The summative assessment can be used as part of an in-class exam or take-home exam. Note that we define level-1, level-2, and level-3 assessments throughout the module based on Bloom's Taxonomy levels and examples of skills/tasks/actions involved in answering the question. Guide to GETSI Assessment Levels 1, 2, and 3 (Microsoft Word 2007 (.docx) 304kB Jun11 17)

Summative assessment is designed to assess the overarching module goals:

Students will:

  1. Analyze the major reservoirs of the hydrosphere and the traditional and geodetic means of measuring their relative contributions to a water budget.
  2. Interpret real geodetic and traditional data sets from watersheds with different hydroclimatic regimes and assess short- and long-term trends in water availability for these watersheds.
  3. Use real data to evaluate the societal effects of changing water supply and demand related to both natural and anthropogenic forcings.

Primary Summative Assessment Questions - together these address the module goals

(1) In Garden City, Kansas, the primary economic engine is agriculture, specifically cultivated wheat and alfalfa.
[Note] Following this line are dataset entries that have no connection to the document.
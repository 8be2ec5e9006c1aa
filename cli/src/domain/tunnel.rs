//! Tunnel command construction for both strategies.
//!
//! Pure functions only: the commands are built here and executed by the
//! application layer.

use std::path::Path;

use crate::domain::config::TunnelOptions;
use crate::domain::ini::IniDocument;

/// Options that disable host key checking on both ends of the tunnel.
/// Relay hosts and notebook instances are re-created too often to pin keys.
pub const NO_HOST_KEY_CHECKING: [&str; 2] = [
    "-oStrictHostKeyChecking=no",
    "-oUserKnownHostsFile=/dev/null",
];

/// Port of the SSH daemon on the notebook instance.
pub const LOCAL_SSH_PORT: u16 = 22;

/// User the operator logs into on the notebook instance.
pub const NOTEBOOK_USER: &str = "root";

/// Arguments for the detached reverse tunnel started on the notebook
/// instance: `ssh ... -f -R <service_port>:localhost:22 <user>@<service_url> -N`.
#[must_use]
pub fn reverse_tunnel_args(opts: &TunnelOptions, user: &str, private_key: &Path) -> Vec<String> {
    let mut args: Vec<String> = NO_HOST_KEY_CHECKING.iter().map(ToString::to_string).collect();
    args.extend([
        "-i".to_string(),
        private_key.display().to_string(),
        "-f".to_string(),
        "-R".to_string(),
        format!("{}:localhost:{LOCAL_SSH_PORT}", opts.service_port),
        format!("{user}@{}", opts.service_url),
        "-N".to_string(),
    ]);
    args
}

/// Command line the operator runs on their own machine to reach the instance
/// through the relay.
#[must_use]
pub fn client_command(opts: &TunnelOptions, key_file_name: &str) -> String {
    let mut parts: Vec<String> = vec!["ssh".to_string()];
    parts.extend(NO_HOST_KEY_CHECKING.iter().map(ToString::to_string));
    parts.extend([
        "-i".to_string(),
        key_file_name.to_string(),
        "-p".to_string(),
        opts.service_port.to_string(),
        "-L".to_string(),
        format!("{0}:localhost:{0}", opts.local_port),
        format!("{NOTEBOOK_USER}@{}", opts.service_url),
    ]);
    parts.join(" ")
}

/// Arguments for the relay client: `-c <config>`.
#[must_use]
pub fn relay_args(config: &Path) -> Vec<String> {
    vec!["-c".to_string(), config.display().to_string()]
}

/// Point the relay client configuration at the relay server.
///
/// `local_port` becomes the `ssh` proxy's `remote_port`: the port the relay
/// server exposes for this instance.
pub fn apply_relay_options(doc: &mut IniDocument, opts: &TunnelOptions) {
    doc.set("common", "server_addr", &opts.service_url);
    doc.set("common", "server_port", opts.service_port);
    doc.set("ssh", "remote_port", opts.local_port);
}

/// Render a program and its arguments as one printable line.
#[must_use]
pub fn render_command(program: &str, args: &[String]) -> String {
    std::iter::once(program)
        .chain(args.iter().map(String::as_str))
        .collect::<Vec<_>>()
        .join(" ")
}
The fields are watered with center-pivot irrigation systems, fed by groundwater pumped from the Ogalalla Aquifer, which extends across much of the Great Plains. Water from the heavily-used Arkansas river (which drains the Southern Rocky Mountains) is also diverted into irrigation ditches along the river.

  • Suggest 3 measurement techniques that would be appropriate for monitoring the status of the water supply for farmers in a given growing season. (Level-2 assessment)
  • Which techniques, different from your answers in part (a), might better suit a researcher interested in long-term changes in aquifer storage over all of Kansas? Explain WHY these techniques would be more effective than your part (a) responses? (Level-3 assessment)

Assessment rubric: rubric_kansascasestudy.docx (Microsoft Word 2007 (.docx) 13kB Mar18 19)

(2) You have been provided with a GRACE time series for Central California for Question 2a-e.

(a) Which reservoir of the hydrosphere is being measured in the plot? (Level-1 assessment)
a) groundwater
b) lakes, rivers, and streams
c) evapotranspiration
d) all of the above reservoirs
scoring: 2 points for correct answer, 0 points for incorrect answer
(b) Calculate the total change in water equivalent height over the period of record (end value minus start value; answer should be in cm).
Next, calculate the average change per year of this long term trend. (Level-1 assessment)
(c) Select a 1-year period of your choice. (For example, the beginning of 2005-beginning of 2006.) Make a sketch of the shape of the data for the 1-year period that you selected, and propose a hypothesis for why the data vary over the course of the year. (Level-2 assessment)
(d) Describe the health of the reservoir in terms of long-term trends in water storage. How do the data provided help you arrive at a conclusion? (Level-2 assessment)
(e) Suggest 3 or more human activities that might be contributing to the short-term and/or long-term trends observed. (Level-2 assessment)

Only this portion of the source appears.